Wednesday, January 12, 2011
What is this?
It's a miracle! I got up before 2, and I made a meeting already today. I've also had an inexorbinant amount of coffee. Like 2 espressos and a regular coffee. My head is a buzzin.
Today is Adam's birthday. I'm sitting here typing while he's taking a shower. He came to get me last night and I spent the night curled up with him again. It's always a nice feeling to wake up curled in his arms listening to him snore. Well, the snoring isn't nice, but it is funny. I'm probably the only person who finds snoring amusing, but I do.

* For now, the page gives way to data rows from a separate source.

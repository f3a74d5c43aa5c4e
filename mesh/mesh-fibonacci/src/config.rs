//! Configuration for Fibonacci mesh generation.

use std::f64::consts::{FRAC_PI_2, PI};

use scatter_math::na_to_angle;

#[cfg(feature = "serde")]
use serde::{Deserialize, Serialize};

use crate::error::{MeshError, MeshResult};
use crate::generate::cap_solid_angle;

/// Parameters for a Fibonacci mesh.
///
/// Angles that shape the sampled cap (`max_angle`, `phi_offset`) are in
/// radians. Angles that drive a rigid rotation of the finished mesh
/// (`rotation_angle`, `gamma_offset`) are in degrees.
#[derive(Debug, Clone, Copy, PartialEq)]
#[cfg_attr(feature = "serde", derive(Serialize, Deserialize))]
pub struct FibonacciConfig {
    /// Number of sample points. Default: 1000
    pub sampling: usize,

    /// Half-angle of the spherical cap around +Z, in radians.
    /// Default: π/2 (hemisphere)
    pub max_angle: f64,

    /// Azimuthal offset added to every golden-angle step, in radians.
    /// Default: 0
    pub phi_offset: f64,

    /// Spin of the cap about its own axis (+Z), in degrees. Applied before
    /// the tilt. Default: 0
    pub rotation_angle: f64,

    /// Tilt of the cap about +Y, in degrees. A positive tilt moves the cap
    /// center from +Z toward +X. Default: 0
    pub gamma_offset: f64,
}

impl Default for FibonacciConfig {
    fn default() -> Self {
        Self {
            sampling: 1000,
            max_angle: FRAC_PI_2,
            phi_offset: 0.0,
            rotation_angle: 0.0,
            gamma_offset: 0.0,
        }
    }
}

impl FibonacciConfig {
    /// Create a configuration from all five parameters.
    #[must_use]
    pub const fn new(
        sampling: usize,
        max_angle: f64,
        phi_offset: f64,
        rotation_angle: f64,
        gamma_offset: f64,
    ) -> Self {
        Self {
            sampling,
            max_angle,
            phi_offset,
            rotation_angle,
            gamma_offset,
        }
    }

    /// Sample the hemisphere around +Z.
    #[must_use]
    pub fn hemisphere(sampling: usize) -> Self {
        Self {
            sampling,
            ..Default::default()
        }
    }

    /// Sample the whole sphere.
    #[must_use]
    pub fn full_sphere(sampling: usize) -> Self {
        Self {
            sampling,
            max_angle: PI,
            ..Default::default()
        }
    }

    /// Sample the acceptance cone of an aperture with the given numerical
    /// aperture.
    ///
    /// # Errors
    ///
    /// Returns [`MeshError::Math`] if `na` is outside `[0, 2]`.
    ///
    /// # Example
    ///
    /// ```
    /// use mesh_fibonacci::FibonacciConfig;
    ///
    /// let config = FibonacciConfig::from_numerical_aperture(500, 1.0).unwrap();
    /// assert!((config.max_angle - std::f64::consts::FRAC_PI_2).abs() < 1e-12);
    /// ```
    pub fn from_numerical_aperture(sampling: usize, na: f64) -> MeshResult<Self> {
        Ok(Self {
            sampling,
            max_angle: na_to_angle(na)?,
            ..Default::default()
        })
    }

    /// Set the number of sample points.
    #[must_use]
    pub const fn with_sampling(mut self, sampling: usize) -> Self {
        self.sampling = sampling;
        self
    }

    /// Set the cap half-angle in radians.
    #[must_use]
    pub const fn with_max_angle(mut self, max_angle: f64) -> Self {
        self.max_angle = max_angle;
        self
    }

    /// Set the azimuthal offset in radians.
    #[must_use]
    pub const fn with_phi_offset(mut self, phi_offset: f64) -> Self {
        self.phi_offset = phi_offset;
        self
    }

    /// Set the spin about +Z in degrees.
    #[must_use]
    pub const fn with_rotation_angle(mut self, rotation_angle: f64) -> Self {
        self.rotation_angle = rotation_angle;
        self
    }

    /// Set the tilt about +Y in degrees.
    #[must_use]
    pub const fn with_gamma_offset(mut self, gamma_offset: f64) -> Self {
        self.gamma_offset = gamma_offset;
        self
    }

    /// Analytic solid angle of the configured cap, `2π(1 - cos max_angle)`.
    #[must_use]
    pub fn solid_angle(&self) -> f64 {
        cap_solid_angle(self.max_angle)
    }

    /// Check the configuration.
    ///
    /// # Errors
    ///
    /// - [`MeshError::EmptySampling`] if `sampling` is zero
    /// - [`MeshError::NonFiniteAngle`] if any angle is NaN or infinite
    /// - [`MeshError::InvalidMaxAngle`] if `max_angle` is outside `(0, π]`
    pub fn validate(&self) -> MeshResult<()> {
        if self.sampling == 0 {
            return Err(MeshError::EmptySampling);
        }

        for (name, value) in [
            ("max_angle", self.max_angle),
            ("phi_offset", self.phi_offset),
            ("rotation_angle", self.rotation_angle),
            ("gamma_offset", self.gamma_offset),
        ] {
            if !value.is_finite() {
                return Err(MeshError::NonFiniteAngle { name, value });
            }
        }

        if self.max_angle <= 0.0 || self.max_angle > PI {
            return Err(MeshError::InvalidMaxAngle(self.max_angle));
        }

        Ok(())
    }
}
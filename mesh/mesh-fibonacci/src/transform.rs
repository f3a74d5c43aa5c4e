//! Rigid rotations of a mesh's sample directions.

use nalgebra::Vector3;
use scatter_math::AxisRotation;
use tracing::debug;

use crate::error::MeshResult;
use crate::mesh::FibonacciMesh;

/// The axis the cap is generated around, and the axis of
/// [`FibonacciMesh::rotate_around_axis`]: +Z.
#[must_use]
pub fn polar_axis() -> Vector3<f64> {
    Vector3::z()
}

impl FibonacciMesh {
    /// Rotate every sample by `angle_degrees` about the polar axis (+Z).
    ///
    /// Coordinates are rotated in place. Rotating by `θ` and then by `-θ`
    /// restores the original coordinates up to rounding.
    pub fn rotate_around_axis(&mut self, angle_degrees: f64) {
        self.rotate_around(polar_axis(), angle_degrees);
    }

    /// Rotate every sample by `angle_degrees` about an arbitrary `axis`.
    ///
    /// A zero-length axis leaves the coordinates unchanged.
    pub fn rotate_around(&mut self, axis: Vector3<f64>, angle_degrees: f64) {
        debug!(?axis, angle_degrees, "Rotating Fibonacci mesh");
        self.rotate(&AxisRotation::new(axis, angle_degrees));
    }

    /// Rotate every sample by `angle_degrees` about `axis`, rejecting a
    /// zero-length axis instead of ignoring it.
    ///
    /// # Errors
    ///
    /// Returns [`MeshError::Math`](crate::MeshError::Math) wrapping
    /// [`ScatterError::ZeroAxis`](scatter_math::ScatterError::ZeroAxis);
    /// the coordinates are left untouched.
    pub fn try_rotate_around(&mut self, axis: Vector3<f64>, angle_degrees: f64) -> MeshResult<()> {
        let rotation = AxisRotation::try_new(axis, angle_degrees)?;
        debug!(?axis, angle_degrees, "Rotating Fibonacci mesh");
        self.rotate(&rotation);
        Ok(())
    }

    /// Apply a rotation to every sample in place.
    ///
    /// Clears the polarization basis and projections; call
    /// [`compute_vector_field`](Self::compute_vector_field) again to
    /// rebuild them for the new directions.
    pub fn rotate(&mut self, rotation: &AxisRotation) {
        for ((x, y), z) in self.x.iter_mut().zip(&mut self.y).zip(&mut self.z) {
            let p = rotation.apply(Vector3::new(*x, *y, *z));
            *x = p.x;
            *y = p.y;
            *z = p.z;
        }
        self.invalidate();
    }

    /// Spin by `rotation_angle` about +Z, then tilt by `gamma_offset` about +Y.
    pub(crate) fn apply_initial_orientation(&mut self) {
        let spin = AxisRotation::new(polar_axis(), self.config.rotation_angle);
        let tilt = AxisRotation::new(Vector3::y(), self.config.gamma_offset);
        self.rotate(&spin.then(&tilt));
    }
}
//! Elementwise and reduction kernels over numeric sequences.
//!
//! Every kernel is generic over [`ComplexField`], so the same code serves
//! real intensities (`f64`) and complex field amplitudes (`Complex<f64>`).
//!
//! Matching lengths are a caller precondition. They are checked with
//! `debug_assert!` only; release builds never validate them.

use nalgebra::{ComplexField, DMatrix, one, zero};

/// Sum of all elements.
#[must_use]
pub fn sum<T: ComplexField>(v: &[T]) -> T {
    v.iter().fold(zero(), |acc, x| acc + x.clone())
}

/// Inner product `Σ v0[i] * v1[i]`.
///
/// No conjugation is applied to complex inputs.
#[must_use]
pub fn dot<T: ComplexField>(v0: &[T], v1: &[T]) -> T {
    debug_assert_eq!(v0.len(), v1.len());
    v0.iter()
        .zip(v1)
        .fold(zero(), |acc, (a, b)| acc + a.clone() * b.clone())
}

/// Replace each element with its squared modulus, `|v[i]|²`.
///
/// Turns complex field amplitudes into intensities in place.
pub fn squared_inplace<T: ComplexField>(v: &mut [T]) {
    for x in v.iter_mut() {
        *x = T::from_real(x.clone().modulus_squared());
    }
}

/// Elementwise sum of two sequences.
#[must_use]
pub fn add<T: ComplexField>(v0: &[T], v1: &[T]) -> Vec<T> {
    debug_assert_eq!(v0.len(), v1.len());
    v0.iter()
        .zip(v1)
        .map(|(a, b)| a.clone() + b.clone())
        .collect()
}

/// `v0` followed by `v1`.
#[must_use]
pub fn concatenate<T: Clone>(v0: &[T], v1: &[T]) -> Vec<T> {
    let mut out = Vec::with_capacity(v0.len() + v1.len());
    out.extend_from_slice(v0);
    out.extend_from_slice(v1);
    out
}

/// `v0` followed by `v1` followed by `v2`.
#[must_use]
pub fn concatenate3<T: Clone>(v0: &[T], v1: &[T], v2: &[T]) -> Vec<T> {
    let mut out = Vec::with_capacity(v0.len() + v1.len() + v2.len());
    out.extend_from_slice(v0);
    out.extend_from_slice(v1);
    out.extend_from_slice(v2);
    out
}

/// Product of all elements. The empty product is one.
///
/// Used for normalization factors such as a grid's volume element.
#[must_use]
pub fn product_of_elements<T: ComplexField>(v: &[T]) -> T {
    v.iter().fold(one(), |acc, x| acc * x.clone())
}

/// Dense matrix product `A * B` (`n×m` times `m×p` gives `n×p`).
#[must_use]
pub fn matrix_multiply<T: ComplexField>(a: &DMatrix<T>, b: &DMatrix<T>) -> DMatrix<T> {
    debug_assert_eq!(a.ncols(), b.nrows());
    a * b
}

/// Row-wise inner products of `a` with `v`; the result has `a.nrows()` entries.
#[must_use]
pub fn matrix_vector_product<T: ComplexField>(a: &DMatrix<T>, v: &[T]) -> Vec<T> {
    debug_assert_eq!(a.ncols(), v.len());
    a.row_iter()
        .map(|row| {
            row.iter()
                .zip(v)
                .fold(zero(), |acc, (m, x)| acc + m.clone() * x.clone())
        })
        .collect()
}

/// Paired coupling `out[i] = scalar * a[i] * b[i]`.
#[must_use]
pub fn unstructured_coupling<T: ComplexField>(a: &[T], b: &[T], scalar: T) -> Vec<T> {
    let mut out = vec![zero(); b.len()];
    unstructured_coupling_into(a, b, scalar, &mut out);
    out
}

/// [`unstructured_coupling`] writing into a caller-provided buffer of `b.len()` values.
pub fn unstructured_coupling_into<T: ComplexField>(a: &[T], b: &[T], scalar: T, out: &mut [T]) {
    debug_assert!(a.len() >= b.len());
    debug_assert_eq!(out.len(), b.len());
    for ((o, x), y) in out.iter_mut().zip(a).zip(b) {
        *o = scalar.clone() * x.clone() * y.clone();
    }
}

/// Outer-product coupling over a phi axis and a theta axis.
///
/// The result is flattened phi-major: the value for `(p, t)` lives at
/// `p * theta.len() + t` and equals `scalar * phi[p] * theta[t]`.
///
/// # Example
///
/// ```
/// use scatter_math::structured_coupling;
///
/// let out = structured_coupling(&[1.0, 2.0], &[3.0, 4.0], 1.0);
/// assert_eq!(out, vec![3.0, 4.0, 6.0, 8.0]);
/// ```
#[must_use]
pub fn structured_coupling<T: ComplexField>(phi: &[T], theta: &[T], scalar: T) -> Vec<T> {
    let mut out = vec![zero(); phi.len() * theta.len()];
    structured_coupling_into(phi, theta, scalar, &mut out);
    out
}

/// [`structured_coupling`] writing into a caller-provided buffer of
/// `phi.len() * theta.len()` values.
pub fn structured_coupling_into<T: ComplexField>(
    phi: &[T],
    theta: &[T],
    scalar: T,
    out: &mut [T],
) {
    debug_assert_eq!(out.len(), phi.len() * theta.len());
    let cols = theta.len();
    if cols == 0 {
        return;
    }
    for (row, p) in out.chunks_exact_mut(cols).zip(phi) {
        let scaled = scalar.clone() * p.clone();
        for (o, t) in row.iter_mut().zip(theta) {
            *o = scaled.clone() * t.clone();
        }
    }
}
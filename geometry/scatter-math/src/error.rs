//! Error types for scattering-geometry kernels.

use thiserror::Error;

/// Result type for scattering-geometry operations.
pub type ScatterResult<T> = Result<T, ScatterError>;

/// Errors reported by the checked entry points of this crate.
///
/// The unchecked kernels never return these; they leave preconditions to
/// the caller.
#[derive(Debug, Error, Clone, PartialEq)]
pub enum ScatterError {
    /// Numerical aperture outside `[0, 2]`.
    #[error("invalid numerical aperture {0}: must lie in [0, 2]")]
    InvalidNumericalAperture(f64),

    /// Rotation axis has (near) zero length.
    #[error("rotation axis has zero length")]
    ZeroAxis,
}

impl ScatterError {
    /// Check if this is a numerical aperture error.
    #[must_use]
    pub fn is_invalid_aperture(&self) -> bool {
        matches!(self, Self::InvalidNumericalAperture(_))
    }
}
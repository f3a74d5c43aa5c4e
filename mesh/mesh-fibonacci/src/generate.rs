//! Golden-angle sampling of a spherical cap.

// Sample indices stay far below 2^52
#![allow(clippy::cast_precision_loss)]

use std::f64::consts::{PI, TAU};

use nalgebra::Vector3;

/// The golden angle, `2π(1 - 1/φ) = π(3 - √5)` radians (about 137.5°).
#[must_use]
pub fn golden_angle() -> f64 {
    PI * (3.0 - 5.0_f64.sqrt())
}

/// Solid angle of a spherical cap with half-angle `max_angle`, in steradians.
///
/// Equal to `2π(1 - cos max_angle)`, evaluated as `4π sin²(max_angle / 2)`
/// to keep precision for narrow caps.
///
/// # Example
///
/// ```
/// use mesh_fibonacci::cap_solid_angle;
///
/// let hemisphere = cap_solid_angle(std::f64::consts::FRAC_PI_2);
/// assert!((hemisphere - 2.0 * std::f64::consts::PI).abs() < 1e-12);
/// ```
#[must_use]
pub fn cap_solid_angle(max_angle: f64) -> f64 {
    let half = (max_angle / 2.0).sin();
    4.0 * PI * half * half
}

/// Generate `sampling` unit vectors covering the cap of half-angle
/// `max_angle` around +Z.
///
/// Point `i` sits at the center of the `i`-th of `sampling` equal-area
/// bands: `1 - cos θ_i = (1 - cos max_angle) · (i + ½) / sampling`. Its
/// azimuth advances by the golden angle, `φ_i = (i · golden + phi_offset) mod 2π`.
/// Polar angle grows monotonically with `i`.
pub(crate) fn fibonacci_cap(sampling: usize, max_angle: f64, phi_offset: f64) -> Vec<Vector3<f64>> {
    let golden = golden_angle();
    // 1 - cos(max_angle), written to stay accurate for small caps
    let height = 2.0 * (max_angle / 2.0).sin().powi(2);
    let n = sampling as f64;

    (0..sampling)
        .map(|i| {
            let i = i as f64;
            let one_minus_cos = height * (i + 0.5) / n;
            let cos_t = 1.0 - one_minus_cos;
            let sin_t = (one_minus_cos * (2.0 - one_minus_cos)).max(0.0).sqrt();
            let phi = i.mul_add(golden, phi_offset).rem_euclid(TAU);
            let (sin_p, cos_p) = phi.sin_cos();
            Vector3::new(sin_t * cos_p, sin_t * sin_p, cos_t)
        })
        .collect()
}

#[cfg(test)]
mod tests {
    use super::*;
    use approx::assert_relative_eq;
    use std::f64::consts::FRAC_PI_2;

    #[test]
    fn golden_angle_value() {
        let phi = f64::midpoint(1.0, 5.0_f64.sqrt());
        assert_relative_eq!(golden_angle(), TAU * (1.0 - 1.0 / phi), epsilon = 1e-12);
        assert_relative_eq!(golden_angle().to_degrees(), 137.507_764, epsilon = 1e-5);
    }

    #[test]
    fn cap_solid_angles() {
        assert_relative_eq!(cap_solid_angle(FRAC_PI_2), TAU, epsilon = 1e-12);
        assert_relative_eq!(cap_solid_angle(PI), 4.0 * PI, epsilon = 1e-12);
        assert_relative_eq!(cap_solid_angle(0.0), 0.0);

        let a = 0.3_f64;
        assert_relative_eq!(cap_solid_angle(a), TAU * (1.0 - a.cos()), epsilon = 1e-12);
    }

    #[test]
    fn points_are_unit_and_inside_cap() {
        let max_angle = 0.7;
        let points = fibonacci_cap(500, max_angle, 0.0);
        assert_eq!(points.len(), 500);
        for p in &points {
            assert_relative_eq!(p.norm(), 1.0, epsilon = 1e-12);
            assert!(p.z.acos() <= max_angle + 1e-12);
        }
    }

    #[test]
    fn polar_angle_is_monotonic() {
        let points = fibonacci_cap(200, FRAC_PI_2, 0.0);
        for pair in points.windows(2) {
            assert!(pair[1].z < pair[0].z);
        }
    }

    #[test]
    fn azimuth_follows_golden_angle() {
        let offset = 0.25;
        let points = fibonacci_cap(10, PI, offset);
        for (i, p) in points.iter().enumerate() {
            let expected = (i as f64).mul_add(golden_angle(), offset).rem_euclid(TAU);
            let actual = p.y.atan2(p.x).rem_euclid(TAU);
            assert_relative_eq!(actual, expected, epsilon = 1e-9);
        }
    }

    #[test]
    fn equal_area_bands() {
        // cos θ > 0.5 encloses half of the hemisphere's solid angle
        let points = fibonacci_cap(1000, FRAC_PI_2, 0.0);
        let above = points.iter().filter(|p| p.z > 0.5).count();
        assert_eq!(above, 500);
    }

    #[test]
    fn full_sphere_is_balanced() {
        let points = fibonacci_cap(2000, PI, 0.0);
        let centroid: Vector3<f64> = points.iter().sum::<Vector3<f64>>() / 2000.0;
        assert!(centroid.norm() < 1e-2);
    }

    #[test]
    fn empty_sampling() {
        assert!(fibonacci_cap(0, FRAC_PI_2, 0.0).is_empty());
    }
}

We talked a little last night about how he's working on building intimate relationships on different levels than he's used to, and how our relationship is something he likes working on. But he keeps referencing "whatever this is between us." And that's what I want to know. What the hell is it? Where do I stand? I know two things: he's the most intimate relationship I've ever had, and I'm glad we're still able to grow together. I like just hanging out with him. Do I want more? You know, I do. It's strange; no matter how odd he is or confusing to me, it's the little things that make me remember I love him. I just wish I knew where I stood.
All things shall come in their own time, I suppose. I need to develop that patience. I know he's working on the AA timeline first, so even should he figure out what "this thing between us" is, I know I won't hear about it till May. So damn frustrating.